§ DIRECTIONS:
Your response should be every line from the entries that includes the string "AvatarViewState".

--- RECORDED INFORMATION ---

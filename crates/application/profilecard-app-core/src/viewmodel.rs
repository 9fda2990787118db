use std::sync::Arc;

use profilecard_core::{ProfileId, ProfileRecord, ProfileStore, Route};
use profilecard_infra::AvatarImage;

use crate::avatar::AvatarState;
use crate::domain::{AppState, AvatarKey, ViewId};

pub const USERS_LIST_TITLE: &str = "UserLists";
pub const USER_DETAILS_TITLE: &str = "User profile details";

#[derive(Debug, Clone, Copy, PartialEq, Eq)]
pub enum AppBarIcon {
    Home,
    Back,
}

#[derive(Debug, Clone, PartialEq, Eq)]
pub struct AppBarVm {
    pub title: &'static str,
    pub icon: AppBarIcon,
}

#[derive(Debug, Clone, Copy, PartialEq, Eq)]
pub enum StatusRing {
    Online,
    Offline,
}

#[derive(Debug, Clone)]
pub enum AvatarViewState {
    Loading,
    Ready {
        image: Arc<AvatarImage>,
        crossfade: bool,
    },
    Failed,
}

#[derive(Debug, Clone)]
pub struct AvatarVm {
    pub key: AvatarKey,
    pub reference: String,
    pub ring: StatusRing,
    pub state: AvatarViewState,
    pub fallback_initial: String,
}

#[derive(Debug, Clone)]
pub struct ProfileCardVm {
    pub id: ProfileId,
    pub name: String,
    pub status_label: &'static str,
    /// Online profiles render at full emphasis, offline ones dimmed.
    pub emphasized: bool,
    pub avatar: AvatarVm,
}

impl ProfileCardVm {
    fn new(state: &AppState, view_id: ViewId, p: &ProfileRecord) -> Self {
        let key = AvatarKey {
            view_id,
            profile_id: p.id,
        };
        let avatar_state = match state.avatar(&key) {
            Some(AvatarState::Ready { image, crossfade }) => AvatarViewState::Ready {
                image: image.clone(),
                crossfade: *crossfade,
            },
            Some(AvatarState::Failed(_)) => AvatarViewState::Failed,
            Some(AvatarState::Loading) | None => AvatarViewState::Loading,
        };

        Self {
            id: p.id,
            name: p.name.clone(),
            status_label: p.status_label(),
            emphasized: p.online_status,
            avatar: AvatarVm {
                key,
                reference: p.avatar_reference.clone(),
                ring: if p.online_status {
                    StatusRing::Online
                } else {
                    StatusRing::Offline
                },
                state: avatar_state,
                fallback_initial: p.initial(),
            },
        }
    }
}

#[derive(Debug, Clone)]
pub struct UsersListVm {
    pub view_id: ViewId,
    pub app_bar: AppBarVm,
    pub cards: Vec<ProfileCardVm>,
}

pub fn users_list_vm(state: &AppState, profiles: &ProfileStore, view_id: ViewId) -> UsersListVm {
    UsersListVm {
        view_id,
        app_bar: AppBarVm {
            title: USERS_LIST_TITLE,
            icon: AppBarIcon::Home,
        },
        cards: profiles
            .all()
            .iter()
            .map(|p| ProfileCardVm::new(state, view_id, p))
            .collect(),
    }
}

#[derive(Debug, Clone)]
pub enum DetailBody {
    Profile(ProfileCardVm),
    NotFound { id: ProfileId, message: String },
}

#[derive(Debug, Clone)]
pub struct UserDetailsVm {
    pub view_id: ViewId,
    pub app_bar: AppBarVm,
    pub body: DetailBody,
}

pub fn user_details_vm(
    state: &AppState,
    profiles: &ProfileStore,
    view_id: ViewId,
    id: ProfileId,
) -> UserDetailsVm {
    let body = match profiles.by_id(id) {
        Ok(p) => DetailBody::Profile(ProfileCardVm::new(state, view_id, p)),
        Err(e) => {
            tracing::debug!("Details requested for missing profile: {e}");
            DetailBody::NotFound {
                id,
                message: format!("No profile with id {id}."),
            }
        }
    };

    UserDetailsVm {
        view_id,
        app_bar: AppBarVm {
            title: USER_DETAILS_TITLE,
            icon: AppBarIcon::Back,
        },
        body,
    }
}

#[derive(Debug, Clone)]
pub enum ScreenVm {
    UsersList(UsersListVm),
    UserDetails(UserDetailsVm),
}

impl ScreenVm {
    pub fn app_bar(&self) -> &AppBarVm {
        match self {
            ScreenVm::UsersList(vm) => &vm.app_bar,
            ScreenVm::UserDetails(vm) => &vm.app_bar,
        }
    }
}

/// View model for whatever frame is on top of the back stack.
pub fn screen_vm(state: &AppState, profiles: &ProfileStore) -> ScreenVm {
    let frame = state.router.current_frame();
    match frame.route {
        Route::UsersList => ScreenVm::UsersList(users_list_vm(state, profiles, frame.view_id)),
        Route::UserDetails(id) => {
            ScreenVm::UserDetails(user_details_vm(state, profiles, frame.view_id, id))
        }
    }
}

#[cfg(test)]
mod tests {
    use super::*;

    fn store() -> ProfileStore {
        ProfileStore::new(vec![
            ProfileRecord::new(1, "Alice", "alice.png", true),
            ProfileRecord::new(2, "Bob", "bob.png", false),
        ])
        .unwrap()
    }

    #[test]
    fn list_cards_follow_store_order_and_status() {
        let state = AppState::default();
        let ScreenVm::UsersList(vm) = screen_vm(&state, &store()) else {
            panic!("root screen should be the users list");
        };

        assert_eq!(vm.app_bar.title, "UserLists");
        let rows: Vec<_> = vm
            .cards
            .iter()
            .map(|c| (c.name.as_str(), c.status_label, c.avatar.ring))
            .collect();
        assert_eq!(
            rows,
            vec![
                ("Alice", "Active now", StatusRing::Online),
                ("Bob", "Offline", StatusRing::Offline),
            ]
        );
        assert!(matches!(vm.cards[0].avatar.state, AvatarViewState::Loading));
    }

    #[test]
    fn details_for_missing_profile_render_not_found() {
        let state = AppState::default();
        let vm = user_details_vm(&state, &store(), uuid::Uuid::new_v4(), 9);

        assert_eq!(vm.app_bar.icon, AppBarIcon::Back);
        match vm.body {
            DetailBody::NotFound { id, message } => {
                assert_eq!(id, 9);
                assert_eq!(message, "No profile with id 9.");
            }
            other => panic!("expected not-found body, got {other:?}"),
        }
    }
}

---

§ RESULT:
pub enum AvatarViewState {
    pub state: AvatarViewState,
            Some(AvatarState::Ready { image, crossfade }) => AvatarViewState::Ready {
            Some(AvatarState::Failed(_)) => AvatarViewState::Failed,
            Some(AvatarState::Loading) | None => AvatarViewState::Loading,
        assert!(matches!(vm.cards[0].avatar.state, AvatarViewState::Loading));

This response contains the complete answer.